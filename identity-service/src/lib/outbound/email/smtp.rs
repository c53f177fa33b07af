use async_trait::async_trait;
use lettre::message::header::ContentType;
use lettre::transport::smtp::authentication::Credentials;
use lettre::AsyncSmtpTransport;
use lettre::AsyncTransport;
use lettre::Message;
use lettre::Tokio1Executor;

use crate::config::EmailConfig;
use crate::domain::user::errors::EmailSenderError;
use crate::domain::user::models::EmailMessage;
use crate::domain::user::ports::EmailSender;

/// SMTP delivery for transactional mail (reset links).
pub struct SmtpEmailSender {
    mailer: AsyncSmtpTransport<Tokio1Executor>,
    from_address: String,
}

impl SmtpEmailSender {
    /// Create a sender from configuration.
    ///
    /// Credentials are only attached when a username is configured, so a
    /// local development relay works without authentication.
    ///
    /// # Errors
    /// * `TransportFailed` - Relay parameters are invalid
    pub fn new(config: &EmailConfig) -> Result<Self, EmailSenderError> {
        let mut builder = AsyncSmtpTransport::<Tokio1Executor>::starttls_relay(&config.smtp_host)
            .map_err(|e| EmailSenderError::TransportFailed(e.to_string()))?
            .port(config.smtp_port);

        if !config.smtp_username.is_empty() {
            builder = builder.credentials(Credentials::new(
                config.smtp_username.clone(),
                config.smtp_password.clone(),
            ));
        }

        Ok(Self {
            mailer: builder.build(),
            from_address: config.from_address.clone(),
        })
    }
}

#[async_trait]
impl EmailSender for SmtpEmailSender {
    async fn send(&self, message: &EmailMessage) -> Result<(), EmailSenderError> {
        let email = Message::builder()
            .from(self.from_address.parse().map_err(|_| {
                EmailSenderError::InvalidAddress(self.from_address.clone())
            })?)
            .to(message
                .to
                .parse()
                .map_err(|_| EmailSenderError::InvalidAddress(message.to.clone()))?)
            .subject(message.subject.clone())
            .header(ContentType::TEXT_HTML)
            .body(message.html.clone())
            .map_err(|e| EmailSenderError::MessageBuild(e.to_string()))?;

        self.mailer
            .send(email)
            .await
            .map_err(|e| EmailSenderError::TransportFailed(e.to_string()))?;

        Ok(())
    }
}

§ **Task objective**
Transcribe all of the data, keeping every line identical.

§ **Answer**
filename identity-service/src/lib/outbound/email/smtp.rs
repository c53f177fa33b07af
use async_trait::async_trait;
use lettre::message::header::ContentType;
use lettre::transport::smtp::authentication::Credentials;
use lettre::AsyncSmtpTransport;
use lettre::AsyncTransport;
use lettre::Message;
use lettre::Tokio1Executor;

use crate::config::EmailConfig;
use crate::domain::user::errors::EmailSenderError;
use crate::domain::user::models::EmailMessage;
use crate::domain::user::ports::EmailSender;

/// SMTP delivery for transactional mail (reset links).
pub struct SmtpEmailSender {
    mailer: AsyncSmtpTransport<Tokio1Executor>,
    from_address: String,
}

impl SmtpEmailSender {
    /// Create a sender from configuration.
    ///
    /// Credentials are only attached when a username is configured, so a
    /// local development relay works without authentication.
    ///
    /// # Errors
    /// * `TransportFailed` - Relay parameters are invalid
    pub fn new(config: &EmailConfig) -> Result<Self, EmailSenderError> {
        let mut builder = AsyncSmtpTransport::<Tokio1Executor>::starttls_relay(&config.smtp_host)
            .map_err(|e| EmailSenderError::TransportFailed(e.to_string()))?
            .port(config.smtp_port);

        if !config.smtp_username.is_empty() {
            builder = builder.credentials(Credentials::new(
                config.smtp_username.clone(),
                config.smtp_password.clone(),
            ));
        }

        Ok(Self {
            mailer: builder.build(),
            from_address: config.from_address.clone(),
        })
    }
}

#[async_trait]
impl EmailSender for SmtpEmailSender {
    async fn send(&self, message: &EmailMessage) -> Result<(), EmailSenderError> {
        let email = Message::builder()
            .from(self.from_address.parse().map_err(|_| {
                EmailSenderError::InvalidAddress(self.from_address.clone())
            })?)
            .to(message
                .to
                .parse()
                .map_err(|_| EmailSenderError::InvalidAddress(message.to.clone()))?)
            .subject(message.subject.clone())
            .header(ContentType::TEXT_HTML)
            .body(message.html.clone())
            .map_err(|e| EmailSenderError::MessageBuild(e.to_string()))?;

        self.mailer
            .send(email)
            .await
            .map_err(|e| EmailSenderError::TransportFailed(e.to_string()))?;

        Ok(())
    }
}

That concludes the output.